TASK PROMPT: The required output is the lines below from the line containing "pub fn new(config: S7Config)" to the line containing "fn next_ref(&mut self)", inclusive, retyped exactly. No other lines belong in it.

DATASET:

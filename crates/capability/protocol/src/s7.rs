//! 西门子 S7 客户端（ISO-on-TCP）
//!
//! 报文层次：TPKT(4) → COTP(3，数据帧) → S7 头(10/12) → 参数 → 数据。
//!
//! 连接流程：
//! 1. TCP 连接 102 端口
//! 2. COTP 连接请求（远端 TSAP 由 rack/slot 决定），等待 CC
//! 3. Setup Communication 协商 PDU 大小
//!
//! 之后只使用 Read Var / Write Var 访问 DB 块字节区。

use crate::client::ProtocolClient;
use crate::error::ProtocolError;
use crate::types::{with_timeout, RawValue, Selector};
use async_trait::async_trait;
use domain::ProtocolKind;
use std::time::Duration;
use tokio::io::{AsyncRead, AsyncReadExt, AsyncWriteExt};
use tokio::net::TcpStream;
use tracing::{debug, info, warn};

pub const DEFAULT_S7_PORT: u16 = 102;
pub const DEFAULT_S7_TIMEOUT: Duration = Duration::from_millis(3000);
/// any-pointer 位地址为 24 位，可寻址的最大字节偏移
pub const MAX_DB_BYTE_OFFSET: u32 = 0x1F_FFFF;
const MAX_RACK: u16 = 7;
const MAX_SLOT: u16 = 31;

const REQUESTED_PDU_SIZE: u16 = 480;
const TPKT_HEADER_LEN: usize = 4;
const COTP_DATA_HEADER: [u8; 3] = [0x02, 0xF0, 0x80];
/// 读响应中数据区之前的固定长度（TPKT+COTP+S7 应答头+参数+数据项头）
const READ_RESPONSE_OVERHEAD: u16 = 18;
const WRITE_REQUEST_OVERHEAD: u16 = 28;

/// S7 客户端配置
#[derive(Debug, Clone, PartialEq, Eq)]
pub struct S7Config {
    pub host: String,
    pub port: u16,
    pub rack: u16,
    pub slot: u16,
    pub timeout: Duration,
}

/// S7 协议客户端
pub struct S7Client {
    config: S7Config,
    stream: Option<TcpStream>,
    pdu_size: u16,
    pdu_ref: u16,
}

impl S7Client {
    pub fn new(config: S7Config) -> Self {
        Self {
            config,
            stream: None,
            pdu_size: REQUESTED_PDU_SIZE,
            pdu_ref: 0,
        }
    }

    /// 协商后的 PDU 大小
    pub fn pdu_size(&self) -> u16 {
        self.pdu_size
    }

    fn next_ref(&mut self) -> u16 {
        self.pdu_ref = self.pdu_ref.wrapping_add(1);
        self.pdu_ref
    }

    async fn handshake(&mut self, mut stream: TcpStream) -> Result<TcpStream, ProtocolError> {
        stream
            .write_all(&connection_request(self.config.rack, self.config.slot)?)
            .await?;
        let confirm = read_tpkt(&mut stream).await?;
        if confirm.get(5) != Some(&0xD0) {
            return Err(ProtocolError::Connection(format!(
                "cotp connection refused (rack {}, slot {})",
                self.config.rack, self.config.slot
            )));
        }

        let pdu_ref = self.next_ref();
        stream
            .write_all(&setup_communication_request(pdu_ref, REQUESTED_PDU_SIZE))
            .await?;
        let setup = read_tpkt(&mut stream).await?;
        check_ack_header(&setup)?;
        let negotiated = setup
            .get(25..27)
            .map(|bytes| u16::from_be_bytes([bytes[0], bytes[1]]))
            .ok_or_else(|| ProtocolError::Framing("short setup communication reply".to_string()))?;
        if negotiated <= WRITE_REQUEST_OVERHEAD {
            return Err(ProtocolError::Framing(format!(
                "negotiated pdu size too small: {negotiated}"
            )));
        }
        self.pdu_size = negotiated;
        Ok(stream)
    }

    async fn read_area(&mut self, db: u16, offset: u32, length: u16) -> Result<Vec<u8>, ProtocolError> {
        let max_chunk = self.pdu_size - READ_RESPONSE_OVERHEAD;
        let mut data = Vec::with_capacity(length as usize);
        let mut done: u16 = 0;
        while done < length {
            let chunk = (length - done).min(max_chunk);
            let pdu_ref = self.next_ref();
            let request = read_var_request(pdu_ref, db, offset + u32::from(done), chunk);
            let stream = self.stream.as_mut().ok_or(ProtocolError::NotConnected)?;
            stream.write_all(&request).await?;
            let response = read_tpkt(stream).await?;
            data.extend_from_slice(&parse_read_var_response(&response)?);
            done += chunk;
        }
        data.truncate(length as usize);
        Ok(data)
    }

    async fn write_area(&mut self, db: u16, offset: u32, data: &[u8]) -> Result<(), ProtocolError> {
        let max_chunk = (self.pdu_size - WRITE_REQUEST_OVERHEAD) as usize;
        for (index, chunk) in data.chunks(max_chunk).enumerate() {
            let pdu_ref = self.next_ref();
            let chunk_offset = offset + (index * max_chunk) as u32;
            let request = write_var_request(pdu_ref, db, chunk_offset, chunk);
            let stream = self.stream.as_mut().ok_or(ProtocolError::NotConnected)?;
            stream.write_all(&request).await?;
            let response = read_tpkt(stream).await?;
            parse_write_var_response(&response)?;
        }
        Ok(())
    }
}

OUTPUT FOR THIS EXERCISE:
    pub fn new(config: S7Config) -> Self {
        Self {
            config,
            stream: None,
            pdu_size: REQUESTED_PDU_SIZE,
            pdu_ref: 0,
        }
    }

    /// 协商后的 PDU 大小
    pub fn pdu_size(&self) -> u16 {
        self.pdu_size
    }

    fn next_ref(&mut self) -> u16 {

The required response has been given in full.